Background:  ART is now becoming available in South Africa, and South Africa has more people living with HIV/AIDS (PLWHA) than any other country. KwaZulu-Natal is the South African province with the largest population (9.4 million) and the highest prevalence of PLWHA (~21% of all South African cases). The majority (56%) of the population of KwaZulu-Natal live in rural communities where the prevalence of HIV is less than in urban areas (9% vs ~13%). In April 2004, the South African government launched a strategic treatment plan for HIV/AIDS. Their first-line drug regime consists of stavudine (d4T), lamivudine (3TC), and efavirenz (EFV), with nevirapine (NVP) replacing EFV for pregnant women. The government plans to treat ~500,000 people in KwaZulu-Natal by 2008, with numbers treated increasing approximately quadratically with time. Demand will exceed supply; thus, decisions will have to be made in allocating ART. The majority of those who will receive treatment will likely be in cities, because health infrastructure and personnel are concentrated in urban centers.

Methods:  Here, we investigate the epidemiological effect of ART (due to different drug allocation strategies) by using a novel mathematical model that includes spatial heterogeneity and linked urban-rural HIV epidemics. Our model is parameterized using data from the South African province of KwaZulu-Natal. We model the South African Government’s treatment plan from 2004 to 2008 and predict the epidemiological consequences of 4 ART allocation strategies:  3 strategies allocate drugs to both urban and rural areas, and 1 strategy allocates drugs only to Durban. All 4 strategies would treat 500,000 people by 2008.

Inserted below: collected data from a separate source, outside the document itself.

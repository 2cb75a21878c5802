//! Device memory and utilization telemetry.
//!
//! Purely observational collaborator: callers may query device state before
//! and after operator applications for diagnostics. Telemetry never
//! influences the numerical path, and its failures are reported as status
//! rather than propagated.
//!
//! Monitoring state is not process-global: a [`DeviceMonitor`] is an owned
//! session with an explicit open/close lifecycle, and all queries go through
//! the session handle. Queries against a backend that could not be opened
//! report [`TelemetryError::NotInitialised`]; values are never fabricated.
//!
//! The backend is NVML, compiled in behind the `nvml` cargo feature. Without
//! the feature the module still builds and every session open reports the
//! backend as unavailable.

use crate::error::TelemetryError;
use log::{debug, info};
use serde::{Deserialize, Serialize};

/// Memory usage of one device, in bytes.
#[derive(Debug, Clone, Copy, PartialEq, Eq, Serialize, Deserialize)]
pub struct DeviceMemoryReport {
    pub device: u32,
    pub used_bytes: u64,
    pub total_bytes: u64,
}

impl DeviceMemoryReport {
    /// Used memory as a percentage of total memory.
    pub fn used_percent(&self) -> f64 {
        if self.total_bytes == 0 {
            return 0.0;
        }
        100.0 * self.used_bytes as f64 / self.total_bytes as f64
    }
}

/// Busy percentages of one device over the last sample period.
#[derive(Debug, Clone, Copy, PartialEq, Eq, Serialize, Deserialize)]
pub struct DeviceUtilizationReport {
    pub device: u32,
    /// Time the device spent executing work, in percent.
    pub device_busy_percent: u32,
    /// Time the memory controller was busy, in percent.
    pub memory_busy_percent: u32,
}

/// An open telemetry session.
///
/// `rank` identifies the distributed process the reports belong to and is
/// included in every log line, alongside a caller-supplied label.
pub struct DeviceMonitor {
    rank: usize,
    #[cfg(feature = "nvml")]
    nvml: nvml_wrapper::Nvml,
}

impl std::fmt::Debug for DeviceMonitor {
    fn fmt(&self, f: &mut std::fmt::Formatter<'_>) -> std::fmt::Result {
        f.debug_struct("DeviceMonitor")
            .field("rank", &self.rank)
            .finish_non_exhaustive()
    }
}

impl DeviceMonitor {
    /// The process rank this session reports for.
    pub fn rank(&self) -> usize {
        self.rank
    }

    /// Logs per-device memory usage, prefixed by `label`.
    ///
    /// Backend failures are logged as status and never propagated.
    pub fn log_memory_usage(&self, label: &str) {
        match self.memory_reports() {
            Ok(reports) => {
                for report in reports {
                    info!(
                        "{label} rank {} device {} memory used: {} of {} bytes ({:.1} %)",
                        self.rank,
                        report.device,
                        report.used_bytes,
                        report.total_bytes,
                        report.used_percent()
                    );
                }
            }
            Err(status) => info!("{label} rank {}: {status}", self.rank),
        }
    }

    /// Logs per-device busy percentages, prefixed by `label`.
    ///
    /// Backend failures are logged as status and never propagated.
    pub fn log_utilization(&self, label: &str) {
        match self.utilization_reports() {
            Ok(reports) => {
                for report in reports {
                    info!(
                        "{label} rank {} device {} busy: {} % (memory {} %)",
                        self.rank,
                        report.device,
                        report.device_busy_percent,
                        report.memory_busy_percent
                    );
                }
            }
            Err(status) => info!("{label} rank {}: {status}", self.rank),
        }
    }
}

#[cfg(feature = "nvml")]
impl DeviceMonitor {
    /// Opens a telemetry session for the given process rank.
    pub fn open(rank: usize) -> Result<Self, TelemetryError> {
        match nvml_wrapper::Nvml::init() {
            Ok(nvml) => {
                debug!("opened NVML telemetry session for rank {rank}");
                Ok(Self { rank, nvml })
            }
            Err(error) => Err(TelemetryError::Backend(error.to_string())),
        }
    }

    /// Number of devices visible to the session.
    pub fn device_count(&self) -> Result<u32, TelemetryError> {
        self.nvml
            .device_count()
            .map_err(|error| TelemetryError::Backend(error.to_string()))
    }

    /// Memory usage of every visible device.
    pub fn memory_reports(&self) -> Result<Vec<DeviceMemoryReport>, TelemetryError> {
        let count = self.device_count()?;
        let mut reports = Vec::with_capacity(count as usize);
        for device_index in 0..count {
            let device = self
                .nvml
                .device_by_index(device_index)
                .map_err(|error| TelemetryError::Backend(error.to_string()))?;
            let memory = device
                .memory_info()
                .map_err(|error| TelemetryError::Backend(error.to_string()))?;
            reports.push(DeviceMemoryReport {
                device: device_index,
                used_bytes: memory.used,
                total_bytes: memory.total,
            });
        }
        Ok(reports)
    }

    /// Busy percentages of every visible device.
    pub fn utilization_reports(&self) -> Result<Vec<DeviceUtilizationReport>, TelemetryError> {
        let count = self.device_count()?;
        let mut reports = Vec::with_capacity(count as usize);
        for device_index in 0..count {
            let device = self
                .nvml
                .device_by_index(device_index)
                .map_err(|error| TelemetryError::Backend(error.to_string()))?;
            let utilization = device
                .utilization_rates()
                .map_err(|error| TelemetryError::Backend(error.to_string()))?;
            reports.push(DeviceUtilizationReport {
                device: device_index,
                device_busy_percent: utilization.gpu,
                memory_busy_percent: utilization.memory,
            });
        }
        Ok(reports)
    }

    /// Closes the session, shutting the backend down.
    pub fn close(self) {
        debug!("closed NVML telemetry session for rank {}", self.rank);
        // The backend shuts down when the handle is dropped
    }
}

#[cfg(not(feature = "nvml"))]
impl DeviceMonitor {
    /// Opens a telemetry session for the given process rank.
    ///
    /// Without the `nvml` feature there is no backend to initialise, so this
    /// always reports [`TelemetryError::NotInitialised`].
    pub fn open(rank: usize) -> Result<Self, TelemetryError> {
        debug!("telemetry backend not compiled in (rank {rank})");
        Err(TelemetryError::NotInitialised)
    }

    /// Number of devices visible to the session.
    pub fn device_count(&self) -> Result<u32, TelemetryError> {
        Err(TelemetryError::NotInitialised)
    }

    /// Memory usage of every visible device.
    pub fn memory_reports(&self) -> Result<Vec<DeviceMemoryReport>, TelemetryError> {
        Err(TelemetryError::NotInitialised)
    }

    /// Busy percentages of every visible device.
    pub fn utilization_reports(&self) -> Result<Vec<DeviceUtilizationReport>, TelemetryError> {
        Err(TelemetryError::NotInitialised)
    }

    /// Closes the session.
    pub fn close(self) {}
}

Results:  Surprisingly, we show that the greatest epidemic-level benefits accrue if ART is allocated only to Durban. This strategy (in comparison with the urban-rural strategies) prevents the greatest number of infections by 2008 (an additional 15,000 in comparison with other strategies), minimizes transmitted resistance, and averts the greatest number of AIDS deaths.

Conclusions:  However, this urban-only strategy does not provide an equitable distribution of ART between urban and rural regions, and hence exacerbates health care discrepancies.